You know, you can work in the comp sales. But it'll be, you know, a bit below the 17.2%. Mm-hmm. Mm-hmm. Understood. Thanks for the color.
As a reminder, if you would like to ask a question, please press * one on your cell phone keypad, and a confirmation tone will indicate your line is in the queue. Our next question is from Sharon Zackfia with William Blair. Please proceed.
Hey, good afternoon. Larry, that labor impact at the company on locations you mentioned, is that kinda manifesting itself in throughput? I mean, is it just everything slower, and so consumers are balking at the drive-thru or how is that manifesting the sales?
A couple areas, Sharon. One is a number of these restaurants we've had to reduce operating hours.
Oh, yeah, that's right. Okay.
Another group of restaurants we've actually had to reduce the sales channels. The main one being is to-go orders. We've basically had to, you know, we don't have our front counter cashier, so we don't have to-go orders in a group of restaurants, which is a, you know, not insignificant impact when you say, you know, 20% of your mix is basically to-go inside the restaurant. The third element is there are, you know, throughput challenges also.
Okay. You mentioned pricing in the last question. Can you remind us what kind of price you have right now in the menu? I mean, would you be proactive in trying to fully insulate margins early in 2022 if this persists? I mean, how do we think about kind of how quickly you would pull the trigger on some of these dynamics?
Well, the first trigger we're pulling here is about a week from now. We are gonna take additional pricing here in a week or so. That is gonna take our Q4 pricing up to about 6.8%. That will roll into next year. As we're rolling that into next year, we're also gonna be looking at you know, very quickly to at least have ready to go. I'm targeting to have ready to go in January, as I talked about earlier, some other areas where we can look at pricing on the menu, but more specifically, it may be around limited time offer pricing.
It may be about some of the deal offers that we do, that we adjust the prices on those, to bring kind of more in line with our, where our menu prices are as a whole. You know, reduce the discount amount we're given. There's a number of things we're gonna be working on over the next couple of months, to be ready to go early January, where we can even take more effective pricing if we need to, depending on where commodities and labor are coming out as we enter 2022.

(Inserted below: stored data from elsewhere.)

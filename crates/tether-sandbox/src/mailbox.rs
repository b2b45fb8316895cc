//! Single-slot rendezvous for blocking host calls
//!
//! The sandbox thread clears the slot, posts a call request and then blocks
//! in [`SharedMailbox::wait`]. The host writes the encoded `[error, result]`
//! pair with [`SharedMailbox::write`], which wakes it. A length of zero means
//! the slot is empty.

use std::sync::{Condvar, Mutex, MutexGuard, PoisonError};

use crate::error::MailboxError;

/// Default payload capacity in bytes
pub const DEFAULT_CAPACITY: usize = 1024 * 1024;

struct Slot {
    len: usize,
    payload: Vec<u8>,
    invalidated: bool,
}

pub struct SharedMailbox {
    capacity: usize,
    slot: Mutex<Slot>,
    signal: Condvar,
}

impl SharedMailbox {
    pub fn new(capacity: usize) -> Self {
        Self {
            capacity,
            slot: Mutex::new(Slot {
                len: 0,
                payload: vec![0; capacity],
                invalidated: false,
            }),
            signal: Condvar::new(),
        }
    }

    pub fn capacity(&self) -> usize {
        self.capacity
    }

    fn slot(&self) -> MutexGuard<'_, Slot> {
        self.slot.lock().unwrap_or_else(PoisonError::into_inner)
    }

    /// Clear the length cell before posting a new request
    pub fn reset(&self) {
        self.slot().len = 0;
    }

    /// Store a response and wake the waiting sandbox thread. `bytes` must not
    /// be empty, an empty slot reads as "no response yet".
    pub fn write(&self, bytes: &[u8]) -> Result<(), MailboxError> {
        debug_assert!(!bytes.is_empty(), "empty mailbox payload");
        if bytes.len() > self.capacity {
            return Err(MailboxError::TooLarge {
                len: bytes.len(),
                capacity: self.capacity,
            });
        }

        let mut slot = self.slot();
        if slot.invalidated {
            return Err(MailboxError::Invalidated);
        }
        slot.payload[..bytes.len()].copy_from_slice(bytes);
        slot.len = bytes.len();
        drop(slot);

        self.signal.notify_all();
        Ok(())
    }

    /// Block the calling thread until a response is written, then copy it out
    pub fn wait(&self) -> Result<Vec<u8>, MailboxError> {
        let slot = self
            .signal
            .wait_while(self.slot(), |slot| slot.len == 0 && !slot.invalidated)
            .unwrap_or_else(PoisonError::into_inner);

        if slot.invalidated {
            return Err(MailboxError::Invalidated);
        }
        Ok(slot.payload[..slot.len].to_vec())
    }

    /// Release any waiter for good; later writes fail
    pub fn invalidate(&self) {
        self.slot().invalidated = true;
        self.signal.notify_all();
    }

    pub fn is_invalidated(&self) -> bool {
        self.slot().invalidated
    }
}

#[cfg(test)]
mod tests {
    use super::*;
    use std::sync::Arc;
    use std::time::Duration;

    #[test]
    fn test_wait_returns_exactly_the_written_bytes() {
        let mailbox = Arc::new(SharedMailbox::new(64));
        mailbox.reset();

        let writer = {
            let mailbox = mailbox.clone();
            std::thread::spawn(move || {
                std::thread::sleep(Duration::from_millis(20));
                mailbox.write(b"[null,42]").expect("write");
            })
        };

        assert_eq!(mailbox.wait().expect("wait"), b"[null,42]");
        writer.join().expect("writer thread");
    }

    #[test]
    fn test_oversized_payload_is_rejected() {
        let mailbox = SharedMailbox::new(4);
        assert_eq!(
            mailbox.write(b"too long"),
            Err(MailboxError::TooLarge {
                len: 8,
                capacity: 4
            })
        );
    }

    #[test]
    fn test_invalidate_releases_waiter() {
        let mailbox = Arc::new(SharedMailbox::new(16));
        mailbox.reset();

        let waiter = {
            let mailbox = mailbox.clone();
            std::thread::spawn(move || mailbox.wait())
        };
        std::thread::sleep(Duration::from_millis(20));
        mailbox.invalidate();

        assert_eq!(
            waiter.join().expect("waiter thread"),
            Err(MailboxError::Invalidated)
        );
        assert_eq!(mailbox.write(b"1"), Err(MailboxError::Invalidated));
    }
}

I'm sorry if I missed this, but are you locked in at all on 21 on your commodities? Like, if so, if you were re-upping for 22 today, like how much additional inflation would you be seeing?

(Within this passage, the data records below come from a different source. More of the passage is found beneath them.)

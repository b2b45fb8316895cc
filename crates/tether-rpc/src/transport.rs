//! Transport capability
//!
//! A transport moves [`Message`] values between two peers and publishes three
//! notifications: opened, message received, closed. Runtimes never talk to a
//! socket or channel directly, they only see this trait.

use std::future::Future;
use std::pin::Pin;
use std::sync::{Mutex, PoisonError};

use tokio::sync::mpsc;

use crate::envelope::Message;
use crate::error::TransportError;

/// Notification published by a transport
#[derive(Debug, Clone, PartialEq)]
pub enum TransportEvent {
    Opened,
    Message(Message),
    Closed,
}

pub type ReconnectFuture<'a> = Pin<Box<dyn Future<Output = Result<(), TransportError>> + Send + 'a>>;

/// Bidirectional channel carrying serialized envelopes
pub trait Transport: Send + Sync + 'static {
    /// Queue a message for delivery to the peer
    fn send(&self, message: Message) -> Result<(), TransportError>;

    fn is_connected(&self) -> bool;

    /// Close the transport; a `Closed` notification follows
    fn close(&self);

    /// Register for notifications. Every subscriber receives every event
    /// published after the call.
    fn subscribe(&self) -> mpsc::UnboundedReceiver<TransportEvent>;

    /// Re-establish a dropped connection. On success an `Opened` notification
    /// is published.
    fn reconnect(&self) -> ReconnectFuture<'_> {
        Box::pin(async { Err(TransportError::Unsupported("reconnect")) })
    }
}

/// Fan-out of transport notifications to any number of subscribers
#[derive(Default)]
pub struct EventHub {
    subscribers: Mutex<Vec<mpsc::UnboundedSender<TransportEvent>>>,
}

impl EventHub {
    pub fn new() -> Self {
        Self::default()
    }

    pub fn subscribe(&self) -> mpsc::UnboundedReceiver<TransportEvent> {
        let (tx, rx) = mpsc::unbounded_channel();
        self.subscribers
            .lock()
            .unwrap_or_else(PoisonError::into_inner)
            .push(tx);
        rx
    }

    /// Deliver `event` to every live subscriber, dropping the ones that went away
    pub fn publish(&self, event: TransportEvent) {
        let mut subscribers = self
            .subscribers
            .lock()
            .unwrap_or_else(PoisonError::into_inner);
        subscribers.retain(|tx| tx.send(event.clone()).is_ok());
    }

    pub fn subscriber_count(&self) -> usize {
        self.subscribers
            .lock()
            .unwrap_or_else(PoisonError::into_inner)
            .len()
    }
}

#[cfg(test)]
mod tests {
    use super::*;
    use serde_json::json;

    #[tokio::test]
    async fn test_hub_fans_out_and_prunes() {
        let hub = EventHub::new();
        let mut first = hub.subscribe();
        let second = hub.subscribe();
        drop(second);

        hub.publish(TransportEvent::Message(json!({"id": 1})));
        assert_eq!(hub.subscriber_count(), 1);
        assert_eq!(
            first.recv().await,
            Some(TransportEvent::Message(json!({"id": 1})))
        );
    }
}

There is going to be some additional inflation in 2022, mainly around the chicken contracts.
Mm-hmm.
Right? I mean, what gets hard to tell is I know I have chicken price increases coming, but I expect some of the other commodities will come down, like tomatoes, avocados, and those things should come down as we get into 2022 because some of them are, you know, somewhat seasonally driven. But even from Q4, you know, we highlighted 8.5% commodity inflation-
Mm-hmm.
In the fourth quarter. I expect that to be a little bit higher as we enter into 2022.
Okay. Thank you.
Ladies and gentlemen, we've reached the end of the question and answer session. I would like to turn the call back to Drew North for any closing remarks.
Just like to thank everybody for joining us today. Really appreciate it. Everybody, have a great night. Thank you.
This concludes today's conference. You may disconnect your lines at this time. Thank you very much for your participation.